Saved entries
- - - -
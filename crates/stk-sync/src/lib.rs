//! stk-sync
//!
//! One full reconciliation pass for one shop.
//!
//! Stages run strictly in order; each completes before the next begins:
//!
//! 1. overrides: operator forced quantities and SKU links
//! 2. primary-auth, primary-levels, primary-variants: bulk exports from the
//!    primary platform, ingested into the store
//! 3. marketplace-auth, marketplace-listings: token, shop, listing inventories
//! 4. reconcile: per-key deltas and override plan
//! 5. apply-primary, apply-marketplace: write-back and baseline update
//!
//! A failure in stages 2-3 aborts the run before anything is written.

mod auth;
mod context;
mod marketplace_pass;
mod pipeline;
mod primary_pass;
mod writers;

pub use auth::{marketplace_access_token, primary_api};
pub use context::SyncContext;
pub use marketplace_pass::{ingest_marketplace, ListingCache, MarketplacePassStats};
pub use pipeline::run_sync_once;
pub use primary_pass::{ingest_primary_export, PrimaryPassStats};
pub use writers::{MarketplaceWriter, PrimaryWriter};

use serde::Serialize;
use stk_bulk::{BulkError, IngestStats};
use stk_marketplace::MarketplaceError;
use stk_primary::PrimaryError;
use stk_reconcile::{ApplySummary, Platform, ReconcileStats};
use stk_store::StoreError;
use thiserror::Error;

// ---------------------------------------------------------------------------
// Stages and errors
// ---------------------------------------------------------------------------

#[derive(Debug, Clone, Copy, PartialEq, Eq, Hash, Serialize)]
#[serde(rename_all = "kebab-case")]
pub enum Stage {
    Overrides,
    PrimaryAuth,
    PrimaryLevels,
    PrimaryVariants,
    MarketplaceAuth,
    MarketplaceListings,
    Reconcile,
    ApplyPrimary,
    ApplyMarketplace,
}

impl Stage {
    pub fn as_str(&self) -> &'static str {
        match self {
            Stage::Overrides => "overrides",
            Stage::PrimaryAuth => "primary-auth",
            Stage::PrimaryLevels => "primary-levels",
            Stage::PrimaryVariants => "primary-variants",
            Stage::MarketplaceAuth => "marketplace-auth",
            Stage::MarketplaceListings => "marketplace-listings",
            Stage::Reconcile => "reconcile",
            Stage::ApplyPrimary => "apply-primary",
            Stage::ApplyMarketplace => "apply-marketplace",
        }
    }
}

impl std::fmt::Display for Stage {
    fn fmt(&self, f: &mut std::fmt::Formatter<'_>) -> std::fmt::Result {
        f.write_str(self.as_str())
    }
}

#[derive(Debug, Error)]
pub enum SyncCause {
    #[error(transparent)]
    Store(#[from] StoreError),
    #[error(transparent)]
    Bulk(#[from] BulkError),
    #[error(transparent)]
    Primary(#[from] PrimaryError),
    #[error(transparent)]
    Marketplace(#[from] MarketplaceError),
    #[error("missing credentials: {0}")]
    MissingCredentials(String),
    /// Every attempted write to the platform failed.
    #[error("systemic write failure on {platform}: {attempted} attempted, none applied")]
    Systemic { platform: Platform, attempted: u64 },
}

/// Terminal failure of a run, attributed to the stage that raised it.
#[derive(Debug, Error)]
#[error("sync failed at stage {stage}: {cause}")]
pub struct SyncError {
    pub stage: Stage,
    pub cause: SyncCause,
}

impl SyncError {
    pub fn new(stage: Stage, cause: impl Into<SyncCause>) -> Self {
        Self {
            stage,
            cause: cause.into(),
        }
    }
}

// ---------------------------------------------------------------------------
// Run summary
// ---------------------------------------------------------------------------

#[derive(Debug, Clone, Default, PartialEq, Eq, Serialize)]
pub struct OverrideStats {
    pub quantities: u64,
    pub links: u64,
    /// Overrides could not be read; the run proceeded without them.
    pub load_failed: bool,
}

/// Per-stage counts of a completed run.
#[derive(Debug, Clone, Default, PartialEq, Eq, Serialize)]
pub struct RunSummary {
    pub shop: String,
    pub overrides: OverrideStats,
    pub primary_levels: PrimaryPassStats,
    pub primary_variants: PrimaryPassStats,
    pub marketplace: MarketplacePassStats,
    pub reconcile: ReconcileStats,
    pub apply_primary: ApplySummary,
    pub apply_marketplace: ApplySummary,
    /// Listings written only to carry a SKU link.
    pub relinked_listings: u64,
}

impl RunSummary {
    pub fn new(shop: &str) -> Self {
        Self {
            shop: shop.to_string(),
            ..Default::default()
        }
    }

    /// Lines read across both primary exports.
    pub fn primary_lines(&self) -> IngestStats {
        let a = self.primary_levels.ingest;
        let b = self.primary_variants.ingest;
        IngestStats {
            lines: a.lines + b.lines,
            accepted: a.accepted + b.accepted,
            malformed: a.malformed + b.malformed,
            filtered: a.filtered + b.filtered,
        }
    }
}

#[cfg(test)]
mod tests {
    use super::*;

    #[test]
    fn error_names_the_stage() {
        let e = SyncError::new(
            Stage::PrimaryLevels,
            BulkError::Timeout {
                job_id: "gid://shopify/BulkOperation/1".to_string(),
                attempts: 12,
                last_error: None,
            },
        );
        let msg = e.to_string();
        assert!(msg.starts_with("sync failed at stage primary-levels"), "got: {msg}");
        assert!(msg.contains("not ready after 12 polls"), "got: {msg}");
    }
}
use async_trait::async_trait;
use chrono::{DateTime, Duration, Utc};
use serde::de::DeserializeOwned;
use tracing::{debug, info};

use crate::types::{ListingsPage, TokenResponse};
use crate::{
    user_id_from_token, InventoryUpdate, Listing, ListingInventory, MarketplaceApi,
    MarketplaceError, MarketplaceShop, TokenGrant, TokenRequest,
};

pub const DEFAULT_API_BASE_URL: &str = "https://openapi.etsy.com";
pub const DEFAULT_TOKEN_URL: &str = "https://api.etsy.com/v3/public/oauth/token";

/// `now + expires_in` seconds; an out-of-range lifetime is a decode error.
fn expiry_after(now: DateTime<Utc>, expires_in: i64) -> Result<DateTime<Utc>, MarketplaceError> {
    Duration::try_seconds(expires_in)
        .and_then(|d| now.checked_add_signed(d))
        .ok_or_else(|| MarketplaceError::Decode(format!("token expires_in out of range: {expires_in}")))
}

#[derive(Clone)]
pub struct MarketplaceClientConfig {
    pub api_base_url: String,
    pub token_url: String,
    /// Application key; sent as `x-api-key` and as the OAuth client id.
    pub client_id: String,
    pub page_size: u32,
}

impl MarketplaceClientConfig {
    pub fn new(client_id: impl Into<String>) -> Self {
        Self {
            api_base_url: DEFAULT_API_BASE_URL.to_string(),
            token_url: DEFAULT_TOKEN_URL.to_string(),
            client_id: client_id.into(),
            page_size: 100,
        }
    }
}

#[derive(Clone)]
pub struct MarketplaceClient {
    http: reqwest::Client,
    cfg: MarketplaceClientConfig,
}

impl std::fmt::Debug for MarketplaceClient {
    fn fmt(&self, f: &mut std::fmt::Formatter<'_>) -> std::fmt::Result {
        f.debug_struct("MarketplaceClient")
            .field("api_base_url", &self.cfg.api_base_url)
            .field("token_url", &self.cfg.token_url)
            .finish_non_exhaustive()
    }
}

impl MarketplaceClient {
    pub fn new(mut cfg: MarketplaceClientConfig) -> Self {
        cfg.api_base_url = cfg.api_base_url.trim_end_matches('/').to_string();
        cfg.page_size = cfg.page_size.clamp(1, 100);
        Self {
            http: reqwest::Client::new(),
            cfg,
        }
    }

    fn url(&self, path: &str) -> String {
        format!("{}/v3/application{}", self.cfg.api_base_url, path)
    }

    fn authed(&self, req: reqwest::RequestBuilder, access_token: &str) -> reqwest::RequestBuilder {
        req.header("x-api-key", &self.cfg.client_id)
            .header("authorization", format!("Bearer {access_token}"))
    }

    async fn read_json<T: DeserializeOwned>(resp: reqwest::Response) -> Result<T, MarketplaceError> {
        let status = resp.status();
        if !status.is_success() {
            let body = resp.text().await.unwrap_or_default();
            return Err(MarketplaceError::Api {
                status: status.as_u16(),
                body,
            });
        }
        resp.json::<T>()
            .await
            .map_err(|e| MarketplaceError::Decode(e.to_string()))
    }
}

#[async_trait]
impl MarketplaceApi for MarketplaceClient {
    async fn exchange_token(&self, req: &TokenRequest) -> Result<TokenGrant, MarketplaceError> {
        let mut form: Vec<(&str, &str)> = vec![
            ("grant_type", req.grant_type()),
            ("client_id", self.cfg.client_id.as_str()),
        ];
        match req {
            TokenRequest::RefreshToken { refresh_token } => {
                form.push(("refresh_token", refresh_token.as_str()));
            }
            TokenRequest::AuthorizationCode {
                code,
                code_verifier,
                redirect_uri,
            } => {
                form.push(("redirect_uri", redirect_uri.as_str()));
                form.push(("code", code.as_str()));
                form.push(("code_verifier", code_verifier.as_str()));
            }
        }

        debug!(grant_type = req.grant_type(), "requesting marketplace token");
        let resp = self.http.post(&self.cfg.token_url).form(&form).send().await?;
        let body: TokenResponse = Self::read_json(resp).await?;

        let expires_at = expiry_after(Utc::now(), body.expires_in)?;

        Ok(TokenGrant {
            access_token: body.access_token,
            refresh_token: body.refresh_token,
            expires_at,
        })
    }

    async fn user_shop(&self, access_token: &str) -> Result<MarketplaceShop, MarketplaceError> {
        let user = user_id_from_token(access_token);
        let req = self.http.get(self.url(&format!("/users/{user}/shops")));
        let resp = self.authed(req, access_token).send().await?;
        let shop: MarketplaceShop = Self::read_json(resp).await?;
        debug!(shop_id = shop.shop_id, shop_name = %shop.shop_name, "marketplace shop resolved");
        Ok(shop)
    }

    async fn shop_listings(
        &self,
        access_token: &str,
        shop_id: i64,
    ) -> Result<Vec<Listing>, MarketplaceError> {
        let limit = self.cfg.page_size;
        let mut offset: u64 = 0;
        let mut out: Vec<Listing> = Vec::new();

        loop {
            let req = self
                .http
                .get(self.url(&format!("/shops/{shop_id}/listings")))
                .query(&[("limit", limit as u64), ("offset", offset)]);
            let resp = self.authed(req, access_token).send().await?;
            let page: ListingsPage = Self::read_json(resp).await?;

            let got = page.results.len() as u64;
            out.extend(page.results);
            offset += got;

            if got < limit as u64 || offset >= page.count.max(0) as u64 {
                break;
            }
        }

        info!(shop_id, listings = out.len(), "marketplace listings fetched");
        Ok(out)
    }

    async fn listing_inventory(
        &self,
        access_token: &str,
        listing_id: i64,
    ) -> Result<ListingInventory, MarketplaceError> {
        let req = self
            .http
            .get(self.url(&format!("/listings/{listing_id}/inventory")));
        let resp = self.authed(req, access_token).send().await?;
        Self::read_json(resp).await
    }

    async fn update_listing_inventory(
        &self,
        access_token: &str,
        listing_id: i64,
        update: &InventoryUpdate,
    ) -> Result<(), MarketplaceError> {
        let req = self
            .http
            .put(self.url(&format!("/listings/{listing_id}/inventory")))
            .json(update);
        let resp = self.authed(req, access_token).send().await?;

        let status = resp.status();
        if !status.is_success() {
            let body = resp.text().await.unwrap_or_default();
            return Err(MarketplaceError::Api {
                status: status.as_u16(),
                body,
            });
        }
        info!(listing_id, products = update.products.len(), "marketplace inventory updated");
        Ok(())
    }
}
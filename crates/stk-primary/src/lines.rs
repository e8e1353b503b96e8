use async_trait::async_trait;
use stk_bulk::{BulkError, LineSource};

/// Streams an HTTP response body as lines without buffering the whole export.
pub struct ResultLines {
    resp: reqwest::Response,
    buf: Vec<u8>,
    done: bool,
}

impl ResultLines {
    pub fn new(resp: reqwest::Response) -> Self {
        Self {
            resp,
            buf: Vec::new(),
            done: false,
        }
    }

    fn take_line(&mut self) -> Option<String> {
        let pos = self.buf.iter().position(|b| *b == b'\n')?;
        let mut line: Vec<u8> = self.buf.drain(..=pos).collect();
        line.pop();
        if line.last() == Some(&b'\r') {
            line.pop();
        }
        Some(String::from_utf8_lossy(&line).into_owned())
    }
}

#[async_trait]
impl LineSource for ResultLines {
    async fn next_line(&mut self) -> Result<Option<String>, BulkError> {
        loop {
            if let Some(line) = self.take_line() {
                return Ok(Some(line));
            }
            if self.done {
                if self.buf.is_empty() {
                    return Ok(None);
                }
                let rest = std::mem::take(&mut self.buf);
                return Ok(Some(String::from_utf8_lossy(&rest).into_owned()));
            }
            match self.resp.chunk().await {
                Ok(Some(chunk)) => self.buf.extend_from_slice(&chunk),
                Ok(None) => self.done = true,
                Err(e) => return Err(BulkError::Transport(format!("export stream: {e}"))),
            }
        }
    }
}
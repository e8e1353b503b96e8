//! Marketplace snapshot: shop, listings, per-listing inventory.
//!
//! Each syncable product is bound to a stock record by SKU (the linked SKU
//! when an operator link names the product), or to its own
//! `marketplace:<product_id>` record when no SKU matches.

use std::collections::BTreeMap;

use serde::Serialize;
use stk_marketplace::{Listing, ListingInventory, ListingProduct, MarketplaceApi};
use stk_reconcile::{ObservedKeys, Platform};
use stk_store::{ShopRecord, ShopStore, StockKey, StockRecordPatch, StockRecordStore};
use tracing::{debug, info, warn};

use crate::{Stage, SyncContext, SyncError};

/// Listing inventories read during the pass, by listing id.
pub type ListingCache = BTreeMap<i64, ListingInventory>;

#[derive(Debug, Clone, Copy, Default, PartialEq, Eq, Serialize)]
pub struct MarketplacePassStats {
    pub shop_id: Option<i64>,
    pub listings: u64,
    /// Listings whose inventory could not be read.
    pub listings_skipped: u64,
    pub products: u64,
    /// Deleted products and products without offerings.
    pub products_skipped: u64,
    pub matched_by_sku: u64,
    pub linked: u64,
    pub store_errors: u64,
}

pub async fn ingest_marketplace(
    ctx: &SyncContext,
    shop: &ShopRecord,
    access_token: &str,
    links: &BTreeMap<i64, String>,
    observed: &mut ObservedKeys,
) -> Result<(MarketplacePassStats, ListingCache), SyncError> {
    let stage = Stage::MarketplaceListings;
    let domain = shop.shop_domain.as_str();
    let mut stats = MarketplacePassStats::default();
    let mut cache = ListingCache::new();

    let shop_id = match ctx.marketplace.user_shop(access_token).await {
        Ok(found) => {
            if let Err(e) = ctx
                .store
                .save_marketplace_shop(domain, found.shop_id, &found.shop_name)
                .await
            {
                warn!(shop = domain, error = %e, "marketplace shop save failed");
            }
            found.shop_id
        }
        Err(e) => match shop.marketplace_shop_id {
            Some(id) => {
                warn!(shop = domain, error = %e, shop_id = id, "marketplace shop lookup failed; using stored id");
                id
            }
            None => return Err(SyncError::new(stage, e)),
        },
    };
    stats.shop_id = Some(shop_id);

    let listings = ctx
        .marketplace
        .shop_listings(access_token, shop_id)
        .await
        .map_err(|e| SyncError::new(stage, e))?;

    for listing in &listings {
        stats.listings += 1;
        let inventory = match ctx
            .marketplace
            .listing_inventory(access_token, listing.listing_id)
            .await
        {
            Ok(inv) => inv,
            Err(e) => {
                stats.listings_skipped += 1;
                warn!(shop = domain, listing_id = listing.listing_id, error = %e, "listing inventory unreadable; skipping");
                continue;
            }
        };

        for product in &inventory.products {
            ingest_product(ctx, domain, listing, product, links, observed, &mut stats).await;
        }
        cache.insert(listing.listing_id, inventory);
    }

    info!(
        shop = domain,
        shop_id,
        listings = stats.listings,
        listings_skipped = stats.listings_skipped,
        products = stats.products,
        matched_by_sku = stats.matched_by_sku,
        linked = stats.linked,
        store_errors = stats.store_errors,
        "marketplace listings ingested"
    );
    Ok((stats, cache))
}

async fn ingest_product(
    ctx: &SyncContext,
    shop: &str,
    listing: &Listing,
    product: &ListingProduct,
    links: &BTreeMap<i64, String>,
    observed: &mut ObservedKeys,
    stats: &mut MarketplacePassStats,
) {
    let quantity = match product.quantity() {
        Some(q) if product.is_syncable() => q,
        _ => {
            stats.products_skipped += 1;
            return;
        }
    };
    stats.products += 1;

    let linked = links.get(&product.product_id);
    let sku = linked.map(String::as_str).or_else(|| product.sku());

    let key = match sku {
        Some(sku) => match ctx.store.find_by_sku(shop, sku).await {
            Ok(Some(rec)) => {
                stats.matched_by_sku += 1;
                rec.key
            }
            Ok(None) => StockKey::marketplace(product.product_id),
            Err(e) => {
                stats.store_errors += 1;
                warn!(shop, sku, error = %e, "sku lookup failed; skipping product");
                return;
            }
        },
        None => StockKey::marketplace(product.product_id),
    };

    let patch = StockRecordPatch {
        marketplace_current: Some(quantity),
        marketplace_product_id: Some(product.product_id),
        marketplace_listing_id: Some(listing.listing_id),
        marketplace_title: Some(listing.title.clone()),
        marketplace_variation: product.variation(),
        sku: sku.map(str::to_string),
        link_sku_requested: linked.map(|_| false),
        ..Default::default()
    };

    match ctx.store.upsert_merge(shop, &key, &patch).await {
        Ok(_) => {
            if linked.is_some() {
                stats.linked += 1;
                debug!(shop, %key, product_id = product.product_id, "sku link consumed");
            }
            observed.mark(Platform::Marketplace, key);
        }
        Err(e) => {
            stats.store_errors += 1;
            warn!(shop, %key, error = %e, "marketplace update merge failed; skipping");
        }
    }
}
- - - -
* Work to complete *
Looking at the data above, say how many lines contain the word "StockRecordPatch", with no added words.

* Answer to the problem *
2